What is a CPI-linked rent increase in New York?
A CPI-linked rent increase ties the annual rent adjustment to the federal Consumer Price Index. New York statewide rent caps that include a CPI factor (such as California's AB 1482, which uses 5 percent plus regional CPI capped at 10 percent total) measure CPI for the relevant region in the 12 months preceding the increase. A landlord using CPI-linked rent in a non-rent-cap New York jurisdiction can use any CPI measure (national, regional, or "all urban consumers" CPI-U), but the lease must specify which one and the calculation method. Tenants should verify the math: published CPI numbers are public on the Bureau of Labor Statistics website, and a 1 percent error in CPI calculation on a 1-year tenancy at $1,500 rent is $180 over-paid.
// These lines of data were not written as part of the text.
pub mod api;
pub mod backend;

use std::sync::Arc;

use crate::{
    config::ImageFxConfig,
    error::{ImageFxError, Result},
    models::{GeneratedImage, GenerationRequest},
};

pub use api::ImageFxApi;
pub use backend::{GenerateStrategy, GenerationBackend};

/// Client over a [`GenerationBackend`]. The invocation strategy is resolved
/// once here, so a generate call dispatches directly instead of probing.
pub struct ImageFxClient {
    backend: Arc<dyn GenerationBackend>,
    strategy: GenerateStrategy,
}

impl ImageFxClient {
    pub fn new(config: ImageFxConfig) -> Result<Self> {
        if config.cookie.trim().is_empty() {
            return Err(ImageFxError::ConfigError("cookie must not be empty".into()));
        }
        Ok(Self::with_backend(Arc::new(ImageFxApi::new(config))))
    }

    pub fn with_backend(backend: Arc<dyn GenerationBackend>) -> Self {
        let strategy = GenerateStrategy::resolve(backend.as_ref());
        ImageFxClient { backend, strategy }
    }

    pub fn strategy(&self) -> GenerateStrategy {
        self.strategy
    }

    /// Run exactly one generation call against the resolved entry point.
    ///
    /// A call that resolves to an empty image list is an error even though
    /// the backend itself did not fail.
    pub async fn generate(
        &self,
        prompt: &str,
        request: &GenerationRequest,
    ) -> Result<Vec<GeneratedImage>> {
        let images = match self.strategy {
            GenerateStrategy::PrimaryMethod => {
                log::debug!("Dispatching to generate_image");
                self.backend.generate_image(prompt, request).await?
            }
            GenerateStrategy::FallbackMethod => {
                log::debug!("Dispatching to fallback generate");
                self.backend.generate(prompt, request).await?
            }
            GenerateStrategy::Unsupported => {
                log::error!(
                    "Client exposes none of the expected generation methods; available operations: {:?}",
                    self.backend.operations()
                );
                return Err(ImageFxError::UnsupportedClient(
                    "client exposes neither generate_image nor generate".into(),
                ));
            }
        };

        if images.is_empty() {
            return Err(ImageFxError::ResponseError(
                "no images were returned by the generation call".into(),
            ));
        }

        Ok(images)
    }
}

#[cfg(test)]
mod tests {
    use super::*;
    use crate::models::ImageData;
    use async_trait::async_trait;
    use std::sync::atomic::{AtomicUsize, Ordering};

    #[derive(Default)]
    struct CountingBackend {
        primary: bool,
        fallback: bool,
        primary_calls: AtomicUsize,
        fallback_calls: AtomicUsize,
        images: usize,
    }

    #[async_trait]
    impl GenerationBackend for CountingBackend {
        fn has_generate_image(&self) -> bool {
            self.primary
        }

        fn has_generate(&self) -> bool {
            self.fallback
        }

        async fn generate_image(
            &self,
            _prompt: &str,
            _request: &GenerationRequest,
        ) -> Result<Vec<GeneratedImage>> {
            self.primary_calls.fetch_add(1, Ordering::SeqCst);
            Ok(self.results())
        }

        async fn generate(
            &self,
            _prompt: &str,
            _request: &GenerationRequest,
        ) -> Result<Vec<GeneratedImage>> {
            self.fallback_calls.fetch_add(1, Ordering::SeqCst);
            Ok(self.results())
        }
    }

    impl CountingBackend {
        fn results(&self) -> Vec<GeneratedImage> {
            (0..self.images)
                .map(|_| GeneratedImage::new(ImageData::Base64Encoded("aGk=".to_string())))
                .collect()
        }
    }

    #[tokio::test]
    async fn test_fallback_only_backend_uses_fallback() {
        let backend = Arc::new(CountingBackend {
            fallback: true,
            images: 1,
            ..Default::default()
        });
        let client = ImageFxClient::with_backend(backend.clone());
        assert_eq!(client.strategy(), GenerateStrategy::FallbackMethod);

        let images = client
            .generate("a cat", &GenerationRequest::default())
            .await
            .unwrap();
        assert_eq!(images.len(), 1);
        assert_eq!(backend.primary_calls.load(Ordering::SeqCst), 0);
        assert_eq!(backend.fallback_calls.load(Ordering::SeqCst), 1);
    }

    #[tokio::test]
    async fn test_primary_wins_when_both_present() {
        let backend = Arc::new(CountingBackend {
            primary: true,
            fallback: true,
            images: 2,
            ..Default::default()
        });
        let client = ImageFxClient::with_backend(backend.clone());

        let images = client
            .generate("a cat", &GenerationRequest::default())
            .await
            .unwrap();
        assert_eq!(images.len(), 2);
        assert_eq!(backend.primary_calls.load(Ordering::SeqCst), 1);
        assert_eq!(backend.fallback_calls.load(Ordering::SeqCst), 0);
    }

    #[tokio::test]
    async fn test_neither_method_is_unsupported() {
        let backend = Arc::new(CountingBackend::default());
        let client = ImageFxClient::with_backend(backend.clone());
        assert_eq!(client.strategy(), GenerateStrategy::Unsupported);

        let err = client
            .generate("a cat", &GenerationRequest::default())
            .await
            .unwrap_err();
        assert!(matches!(err, ImageFxError::UnsupportedClient(_)));
        assert_eq!(backend.primary_calls.load(Ordering::SeqCst), 0);
        assert_eq!(backend.fallback_calls.load(Ordering::SeqCst), 0);
    }

    #[tokio::test]
    async fn test_empty_result_is_an_error() {
        let backend = Arc::new(CountingBackend {
            primary: true,
            images: 0,
            ..Default::default()
        });
        let client = ImageFxClient::with_backend(backend);

        let err = client
            .generate("a cat", &GenerationRequest::default())
            .await
            .unwrap_err();
        assert!(matches!(err, ImageFxError::ResponseError(_)));
        assert!(err.to_string().contains("no images"));
    }

    #[test]
    fn test_empty_cookie_is_rejected() {
        let err = ImageFxClient::new(ImageFxConfig::new("   ")).err().unwrap();
        assert!(matches!(err, ImageFxError::ConfigError(_)));
    }
}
New York uses a tenure-based notice ladder at RPL 226-c: 30 days for tenancies under 1 year, 60 days for 1-2 years, 90 days for 2+ years. Only triggers if the increase exceeds 5% or the landlord does not renew. Good Cause Eviction (Part HH 2024) caps increases at CPI + 5% or 10% max in NYC and opt-in municipalities, with exemptions for small owner-occupied buildings and new construction.
Source: RPL 226-c (HSTPA 2019)
This is an informational answer based on RPL 226-c (HSTPA 2019) as of early 2026. It is not legal advice. Housing law changes year to year and local ordinances (especially in rent-controlled or rent-stabilized cities) can override or add to state law. For contested cases, consult a New York-licensed attorney.